Son günlerde Sayın Başbakan Ahmet DAVUTOĞLU, devlet kademesinde görevlendirilecek bireylerin akraba – çavuş ilişkisine değil, liyakat ve başarı odaklı olacağına vurgu yapmakta. Peki meritokrasi ne demek:
Meritokrasi, toplumsal hiyerarşide ancak liyakata sahip, kendisine iş verilmeye uygunluğu kanıtlanmış insanların yükseleceklerini, toplumsal kaynakların, mükafatların, kişinin yeteneğine ve bilgisine göre gerçekleşeceğini ifade ediyor. Yönetimin ipleri, soyluluğa, zenginliğe, rütbeye ya da dine göre değil, tamamen kişinin yönetim beceresine, bu alanda sahip olduğunu kanıtladığı bilgilere göre veriliyor.
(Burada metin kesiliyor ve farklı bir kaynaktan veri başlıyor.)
//! Rendering: the renderer capability and the WebGL implementation of it.
//!
//! The core never calls the graphics API directly — it goes through the
//! [`Renderer`] trait, so everything above this module is testable without a
//! browser. [`render_primitive`] is the single dispatch point from a scene
//! primitive to a draw call; [`redraw_scene`] is the full-reconstruction
//! path (frame clear, then every primitive in paint order) and is never
//! invoked on append — appends draw exactly one primitive incrementally.
//!
//! [`GlRenderer`] is the only place that touches [`web_sys`]. It keeps one
//! vertex buffer per primitive, keyed by [`PrimitiveId`]; primitives are
//! immutable, so a buffer is uploaded once and reused for every redraw
//! until the scene is cleared.

#[cfg(test)]
#[path = "render_test.rs"]
mod render_test;

use std::collections::hash_map::Entry;
use std::collections::HashMap;

use wasm_bindgen::{JsCast, JsValue};
use web_sys::{
    HtmlCanvasElement, WebGlBuffer, WebGlProgram, WebGlRenderingContext, WebGlShader,
    WebGlUniformLocation,
};

use crate::consts::CLEAR_COLOR;
use crate::error::EngineError;
use crate::scene::{Color, Primitive, PrimitiveId, Scene, Shape};
use crate::surface::Point2D;
use crate::tessellate;

/// Draw topology for a vertex run.
#[derive(Debug, Clone, Copy, PartialEq, Eq)]
pub enum Topology {
    /// One sprite per vertex, sized by the point-size parameter.
    Points,
    /// Every three vertices form an independent triangle.
    TriangleList,
    /// Vertex 0 is a shared hub; each consecutive boundary pair forms a
    /// triangle with it.
    TriangleFan,
}

/// The capability the authoring core draws through.
pub trait Renderer {
    /// Draw a retained vertex run. `id` is stable for the run's lifetime,
    /// so implementations may cache per-primitive resources under it.
    /// `point_size` is set only for [`Topology::Points`].
    ///
    /// # Errors
    ///
    /// [`EngineError::ResourceLookup`] when a GPU resource cannot be
    /// allocated.
    fn draw(
        &mut self,
        id: PrimitiveId,
        vertices: &[Point2D],
        color: Color,
        topology: Topology,
        point_size: Option<f64>,
    ) -> Result<(), EngineError>;

    /// Draw an unretained vertex run, bypassing any per-primitive caching.
    /// Used for the reference drawing, which is not part of the scene.
    ///
    /// # Errors
    ///
    /// Same failure surface as [`Renderer::draw`].
    fn draw_immediate(
        &mut self,
        vertices: &[Point2D],
        color: Color,
        topology: Topology,
    ) -> Result<(), EngineError>;

    /// Clear the frame buffer to the background color.
    fn clear_frame(&mut self);
}

/// Dispatch one primitive to the renderer.
///
/// # Errors
///
/// Propagates the renderer's resource failures.
pub fn render_primitive(
    renderer: &mut impl Renderer,
    primitive: &Primitive,
) -> Result<(), EngineError> {
    match &primitive.shape {
        Shape::Point { position, size } => renderer.draw(
            primitive.id,
            &tessellate::point(*position),
            primitive.color,
            Topology::Points,
            Some(*size),
        ),
        Shape::Triangle { vertices, .. } => renderer.draw(
            primitive.id,
            vertices,
            primitive.color,
            Topology::TriangleList,
            None,
        ),
        Shape::Circle { vertices, .. } => renderer.draw(
            primitive.id,
            vertices,
            primitive.color,
            Topology::TriangleFan,
            None,
        ),
    }
}

/// Clear the frame, then draw every scene primitive in insertion order.
///
/// # Errors
///
/// Stops at the first failing draw and propagates it.
pub fn redraw_scene(renderer: &mut impl Renderer, scene: &Scene) -> Result<(), EngineError> {
    renderer.clear_frame();
    for primitive in scene.iter() {
        render_primitive(renderer, primitive)?;
    }
    Ok(())
}

// =============================================================
// WebGL implementation
// =============================================================

const VERTEX_SHADER: &str = "
attribute vec4 a_Position;
uniform float u_PointSize;
void main() {
  gl_Position = a_Position;
  gl_PointSize = u_PointSize;
}
";

const FRAGMENT_SHADER: &str = "
precision mediump float;
uniform vec4 u_FragColor;
void main() {
  gl_FragColor = u_FragColor;
}
";

/// WebGL1 renderer bound to a canvas element.
///
/// The context is created with `preserveDrawingBuffer` so incremental draws
/// accumulate across frames instead of being discarded on composite.
pub struct GlRenderer {
    gl: WebGlRenderingContext,
    a_position: u32,
    u_frag_color: WebGlUniformLocation,
    u_point_size: WebGlUniformLocation,
    /// One uploaded vertex buffer per retained primitive.
    retained: HashMap<PrimitiveId, WebGlBuffer>,
    /// Re-uploaded on every immediate draw.
    scratch: WebGlBuffer,
}

impl GlRenderer {
    /// Bind a WebGL context to `canvas`, compile the shader program, and
    /// resolve the shader variable locations.
    ///
    /// # Errors
    ///
    /// [`EngineError::Initialization`] when the context or program cannot be
    /// created, [`EngineError::ResourceLookup`] when a shader variable or
    /// buffer is missing. Both are fatal to the session.
    pub fn new(canvas: &HtmlCanvasElement) -> Result<Self, EngineError> {
        let gl = request_context(canvas)?;
        let program = link_program(&gl)?;
        gl.use_program(Some(&program));

        let a_position = gl.get_attrib_location(&program, "a_Position");
        if a_position < 0 {
            return Err(EngineError::ResourceLookup { name: "a_Position" });
        }
        let u_frag_color = gl
            .get_uniform_location(&program, "u_FragColor")
            .ok_or(EngineError::ResourceLookup { name: "u_FragColor" })?;
        let u_point_size = gl
            .get_uniform_location(&program, "u_PointSize")
            .ok_or(EngineError::ResourceLookup { name: "u_PointSize" })?;

        let scratch = gl
            .create_buffer()
            .ok_or(EngineError::ResourceLookup { name: "scratch buffer" })?;

        gl.clear_color(
            CLEAR_COLOR.r as f32,
            CLEAR_COLOR.g as f32,
            CLEAR_COLOR.b as f32,
            CLEAR_COLOR.a as f32,
        );

        Ok(Self {
            gl,
            a_position: a_position as u32,
            u_frag_color,
            u_point_size,
            retained: HashMap::new(),
            scratch,
        })
    }

    /// Delete every retained vertex buffer. Called when the scene is
    /// cleared; the next redraw re-uploads nothing because the scene is
    /// empty too.
    pub fn discard_retained(&mut self) {
        for (_, buffer) in self.retained.drain() {
            self.gl.delete_buffer(Some(&buffer));
        }
    }

    /// Issue the draw call for whatever buffer is currently bound.
    fn draw_bound(&self, count: usize, color: Color, topology: Topology, point_size: Option<f64>) {
        self.gl.vertex_attrib_pointer_with_i32(
            self.a_position,
            2,
            WebGlRenderingContext::FLOAT,
            false,
            0,
            0,
        );
        self.gl.enable_vertex_attrib_array(self.a_position);

        self.gl.uniform4f(
            Some(&self.u_frag_color),
            color.r as f32,
            color.g as f32,
            color.b as f32,
            color.a as f32,
        );
        if let Some(size) = point_size {
            self.gl.uniform1f(Some(&self.u_point_size), size as f32);
        }

        self.gl.draw_arrays(gl_mode(topology), 0, count as i32);
    }
}

impl Renderer for GlRenderer {
    fn draw(
        &mut self,
        id: PrimitiveId,
        vertices: &[Point2D],
        color: Color,
        topology: Topology,
        point_size: Option<f64>,
    ) -> Result<(), EngineError> {
        match self.retained.entry(id) {
            Entry::Occupied(entry) => {
                self.gl
                    .bind_buffer(WebGlRenderingContext::ARRAY_BUFFER, Some(entry.get()));
            }
            Entry::Vacant(entry) => {
                let buffer = self
                    .gl
                    .create_buffer()
                    .ok_or(EngineError::ResourceLookup { name: "vertex buffer" })?;
                self.gl
                    .bind_buffer(WebGlRenderingContext::ARRAY_BUFFER, Some(&buffer));
                upload(&self.gl, vertices);
                entry.insert(buffer);
            }
        }
        self.draw_bound(vertices.len(), color, topology, point_size);
        Ok(())
    }

    fn draw_immediate(
        &mut self,
        vertices: &[Point2D],
        color: Color,
        topology: Topology,
    ) -> Result<(), EngineError> {
        self.gl
            .bind_buffer(WebGlRenderingContext::ARRAY_BUFFER, Some(&self.scratch));
        upload(&self.gl, vertices);
        self.draw_bound(vertices.len(), color, topology, None);
        Ok(())
    }

    fn clear_frame(&mut self) {
        self.gl.clear(WebGlRenderingContext::COLOR_BUFFER_BIT);
    }
}

/// Upload a vertex run to the currently bound `ARRAY_BUFFER`.
fn upload(gl: &WebGlRenderingContext, vertices: &[Point2D]) {
    let flat: Vec<f32> = vertices
        .iter()
        .flat_map(|p| [p.x as f32, p.y as f32])
        .collect();
    let view = js_sys::Float32Array::from(flat.as_slice());
    gl.buffer_data_with_array_buffer_view(
        WebGlRenderingContext::ARRAY_BUFFER,
        &view,
        WebGlRenderingContext::STATIC_DRAW,
    );
}

fn gl_mode(topology: Topology) -> u32 {
    match topology {
        Topology::Points => WebGlRenderingContext::POINTS,
        Topology::TriangleList => WebGlRenderingContext::TRIANGLES,
        Topology::TriangleFan => WebGlRenderingContext::TRIANGLE_FAN,
    }
}

fn request_context(canvas: &HtmlCanvasElement) -> Result<WebGlRenderingContext, EngineError> {
    let options = js_sys::Object::new();
    js_sys::Reflect::set(
        &options,
        &JsValue::from_str("preserveDrawingBuffer"),
        &JsValue::TRUE,
    )
    .map_err(|e| EngineError::Initialization(format!("context options rejected: {e:?}")))?;

    canvas
        .get_context_with_context_options("webgl", &options)
        .map_err(|e| EngineError::Initialization(format!("context request failed: {e:?}")))?
        .ok_or_else(|| EngineError::Initialization("webgl is not supported here".into()))?
        .dyn_into::<WebGlRenderingContext>()
        .map_err(|_| EngineError::Initialization("context is not webgl".into()))
}

fn compile_shader(
    gl: &WebGlRenderingContext,
    kind: u32,
    source: &str,
) -> Result<WebGlShader, EngineError> {
    let shader = gl
        .create_shader(kind)
        .ok_or(EngineError::ResourceLookup { name: "shader object" })?;
    gl.shader_source(&shader, source);
    gl.compile_shader(&shader);

    let compiled = gl
        .get_shader_parameter(&shader, WebGlRenderingContext::COMPILE_STATUS)
        .as_bool()
        .unwrap_or(false);
    if compiled {
        Ok(shader)
    } else {
        let info = gl.get_shader_info_log(&shader).unwrap_or_default();
        Err(EngineError::Initialization(format!("shader compile failed: {info}")))
    }
}

fn link_program(gl: &WebGlRenderingContext) -> Result<WebGlProgram, EngineError> {
    let vertex = compile_shader(gl, WebGlRenderingContext::VERTEX_SHADER, VERTEX_SHADER)?;
    let fragment = compile_shader(gl, WebGlRenderingContext::FRAGMENT_SHADER, FRAGMENT_SHADER)?;

    let program = gl
        .create_program()
        .ok_or(EngineError::ResourceLookup { name: "program object" })?;
    gl.attach_shader(&program, &vertex);
    gl.attach_shader(&program, &fragment);
    gl.link_program(&program);

    let linked = gl
        .get_program_parameter(&program, WebGlRenderingContext::LINK_STATUS)
        .as_bool()
        .unwrap_or(false);
    if linked {
        Ok(program)
    } else {
        let info = gl.get_program_info_log(&program).unwrap_or_default();
        Err(EngineError::Initialization(format!("program link failed: {info}")))
    }
}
Çeşitli yetenek ve bilgilere sahip kişiler arasında sınavlar sonucunda devletin yönetim idaresinin belirlendiği meritokrasi, adil devlet yapısı öngörüyor.
Türkiye Cumhuriyeti Devleti’nin kuruluşundan bu güne değin en büyük kanayan yarası olarak ortaya çıkan akrabacılık ve siyasi peşkeş unsurlarının devlet kademesinde yer alması devletimizi çoğu zaman büyük sıkıntılara sokmuş ve teorik olarak işlevlerini yitirterek pasif duruma getirmesine neden olmuştur.
Sendika olarak temel prensibimiz olarak belirlediğimiz ve her demde vurguladığımız “Liyakat” prensibinin bugün gündeme gelmiş olmasını, gecikmiş olması hasebiyle üzüntüyle, fakat gündemde olmasıyla da sevinçle karşılamaktayız. Umuyoruz ki hükümet deklere ettiği bu prensibin ictimasını da muhteva ettiği anlam doğrultusunda gerçekleştirir. Her zaman “demelerle değil etmemelerle” sonuca ulaşılabileceğine inanan bir sendikal yapı olarak prensip edindiğimiz “Liyakat” kavramının hükümet tarafından ictimasının her dem takipçisi olacağız.